While today we use boring methods of execution so as to preserve the humanity of both the executioner and the executed, back in the day they really didn’t give a shit about the people they punished. In fact, humiliation and suffering were important aspects of torture and execution, and no one did this better than the ancient Chinese. They were highly creative and seriously sadistic in their methods, and liked to do things slow and steady, often prolonging death for days. Below are some of the methods used in ancient China to torture and execute prisoners:
Lingchi
Also known as “slow slicing” or “death by a thousand cuts,” Lingchi involved the removal by knife of flesh from the body in small pieces and small, non-deadly cuts to limbs and torso. After chunks of flesh had been removed from all of the limbs, they were amputated from the living torso. The executioner made sure not to bleed the victim too much in order to prolong death until the final cuts to the throat or heart were made. Lingchi was brutal and slow, and a punishment that carried on into the afterlife, where it was said that a person killed by lingchi would not be whole after death. According to Sir Henry Norman in his book The People and Politics of the Far East, the executioner sliced off pieces by “grasping handfuls from the fleshy parts of the body, such as the thighs and the breasts…then the limbs are cut off piecemeal at the wrists and the ankles, the elbows and knees, the shoulders and hip. Finally the victim is stabbed in the heart and his head cut off.” Lingchi was one of those brutal torture methods that were photographed in the 1800s with the advent of the camera, so there are a lot of scary photos of this one!
**WARNING** seriously nasty pictures below!
Flaying
Flaying, or the removal of skin from the face or body of a person, was practiced all over the ancient world, but the Chinese were very fond of it. Customarily, it was done with a sharp knife, carefully slicing into the dermis and removing the skin of the face in one piece. Many Chinese emperors and empresses loved flaying their detractors, The Hongwu Emperor in particular – he ordered the flaying of 5000 women in 1396. The skins were either stuffed with straw or nailed to a wall to show off to any potential enemies of the state. I also found a particularly gruesome story about flaying with mercury, whereby the victim would be buried upright to the neck, and have two cuts made in the scalp and mercury poured into them. The weight of the mercury would cause the skin to separate from the flesh, and when the victim writhed in pain they would slip from their skin like a banana from the peel. I couldn’t find anything to back this up, but it sounds awesomely fucking sadistic!!!
Bamboo
Bamboo grows at an insane rate, sometimes feet per day, so the Chinese took advantage of this by using it to slowly kill prisoners in an excruciatingly painful way.
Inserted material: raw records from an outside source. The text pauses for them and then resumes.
//! External utilities the orchestrator drives: unhealthy tagging, the pairwise bandwidth
//! driver and the readiness playbook.

use std::collections::BTreeMap;
use std::path::{Path, PathBuf};
use std::process::{Command, Stdio};

use tracing::{debug, instrument};

use crate::config::ToolsConfig;
use crate::domain::node::NodeName;
use crate::error::{FleetError, FleetResult};

#[derive(Debug, Clone, PartialEq, Eq)]
pub struct ToolRun {
    pub status: i32,
    pub output: String,
}

impl ToolRun {
    pub fn success(&self) -> bool {
        self.status == 0
    }
}

pub trait ExternalTools {
    fn tag_unhealthy(&self, resource_id: &str) -> FleetResult<()>;

    /// Whether the tag namespace and tag exist.
    fn tag_check(&self) -> FleetResult<ToolRun>;

    fn tag_setup(&self) -> FleetResult<ToolRun>;

    /// Streams to the terminal; the driver leaves its own log artifacts.
    fn pairwise_benchmark(&self, node_list: &Path) -> FleetResult<ToolRun>;

    fn validate(&self, node_list: &Path) -> FleetResult<ToolRun>;
}

/// Search PATH for a tool, or accept an explicit path that exists.
pub fn find(name: &str) -> Option<PathBuf> {
    if name.contains('/') {
        let p = PathBuf::from(name);
        return p.is_file().then_some(p);
    }
    std::env::var_os("PATH").and_then(|paths| {
        std::env::split_paths(&paths)
            .map(|dir| dir.join(name))
            .find(|path| path.is_file())
    })
}

#[derive(Debug, Clone)]
pub struct LocalTools {
    config: ToolsConfig,
}

impl LocalTools {
    pub fn new(config: &ToolsConfig) -> Self {
        Self {
            config: config.clone(),
        }
    }

    fn locate(&self, tool: &str) -> FleetResult<PathBuf> {
        find(tool).ok_or_else(|| {
            FleetError::FatalPrecondition(format!("{tool} not found (check the tools section of the config)"))
        })
    }

    fn capture(&self, program: &Path, args: &[&str]) -> FleetResult<ToolRun> {
        debug!(program = %program.display(), ?args, "running tool");
        let output = Command::new(program)
            .args(args)
            .output()
            .map_err(|e| FleetError::spawn(program.display().to_string(), e))?;
        let mut text = String::from_utf8_lossy(&output.stdout).into_owned();
        text.push_str(&String::from_utf8_lossy(&output.stderr));
        Ok(ToolRun {
            status: output.status.code().unwrap_or(-1),
            output: text,
        })
    }
}

impl ExternalTools for LocalTools {
    #[instrument(skip(self))]
    fn tag_unhealthy(&self, resource_id: &str) -> FleetResult<()> {
        let program = self.locate(&self.config.tag_utility)?;
        let run = self.capture(&program, &["--instance-id", resource_id])?;
        if run.success() {
            Ok(())
        } else {
            Err(FleetError::tool(&self.config.tag_utility, run.output.trim().to_string()))
        }
    }

    fn tag_check(&self) -> FleetResult<ToolRun> {
        let program = self.locate(&self.config.tag_utility)?;
        self.capture(&program, &["--check"])
    }

    fn tag_setup(&self) -> FleetResult<ToolRun> {
        let program = self.locate(&self.config.tag_utility)?;
        self.capture(&program, &["--setup"])
    }

    fn pairwise_benchmark(&self, node_list: &Path) -> FleetResult<ToolRun> {
        let program = self.locate(&self.config.pairwise_driver)?;
        let status = Command::new(&program)
            .arg(node_list)
            .stdin(Stdio::null())
            .status()
            .map_err(|e| FleetError::spawn(program.display().to_string(), e))?;
        Ok(ToolRun {
            status: status.code().unwrap_or(-1),
            output: String::new(),
        })
    }

    fn validate(&self, node_list: &Path) -> FleetResult<ToolRun> {
        let program = self.locate(&self.config.ansible_playbook)?;
        let inventory = node_list.display().to_string();
        self.capture(&program, &["-i", &inventory, &self.config.validate_playbook])
    }
}

/// Per-host verdicts from an ansible `PLAY RECAP` block; `true` means ready.
///
/// ```text
/// gpu-1   : ok=12  changed=0  unreachable=0  failed=0  skipped=3
/// gpu-2   : ok=4   changed=0  unreachable=1  failed=0  skipped=0
/// ```
pub fn parse_play_recap(output: &str) -> BTreeMap<NodeName, bool> {
    let mut verdicts = BTreeMap::new();
    let Some(start) = output.find("PLAY RECAP") else {
        return verdicts;
    };
    for line in output[start..].lines().skip(1) {
        let Some((host, counters)) = line.split_once(" : ") else {
            continue;
        };
        let counter = |key: &str| -> u32 {
            counters
                .split_whitespace()
                .find_map(|kv| kv.strip_prefix(key)?.strip_prefix('='))
                .and_then(|v| v.parse().ok())
                .unwrap_or(0)
        };
        let ready = counter("failed") == 0 && counter("unreachable") == 0;
        verdicts.insert(host.trim().to_string(), ready);
    }
    verdicts
}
The prisoner would be suspended above shoots of living bamboo that had been sharpened to a point. As the bamboo grew, it would slowly pierce the victim’s flesh and grow into their bodies to pierce their organs. Nobody had to get their hands dirty, the bamboo did all the work. I can’t imagine the terrifying feeling of the bamboo pressing into my flesh, knowing that it would inevitably enter my body.
The Wooden Horse
According to the Chinese historical documents known as the Twenty-Four Histories, a woman who was convicted of conspiring to kill her husband with her lover was often punished with a device known as a wooden horse. This was basically just a sharpened wooden stake that she was hung above, with the tip in her vagina, and then she was cut down, allowing the stake to enter her body and pierce through it until it came out the top. Holy fucking hell that is disgusting!!!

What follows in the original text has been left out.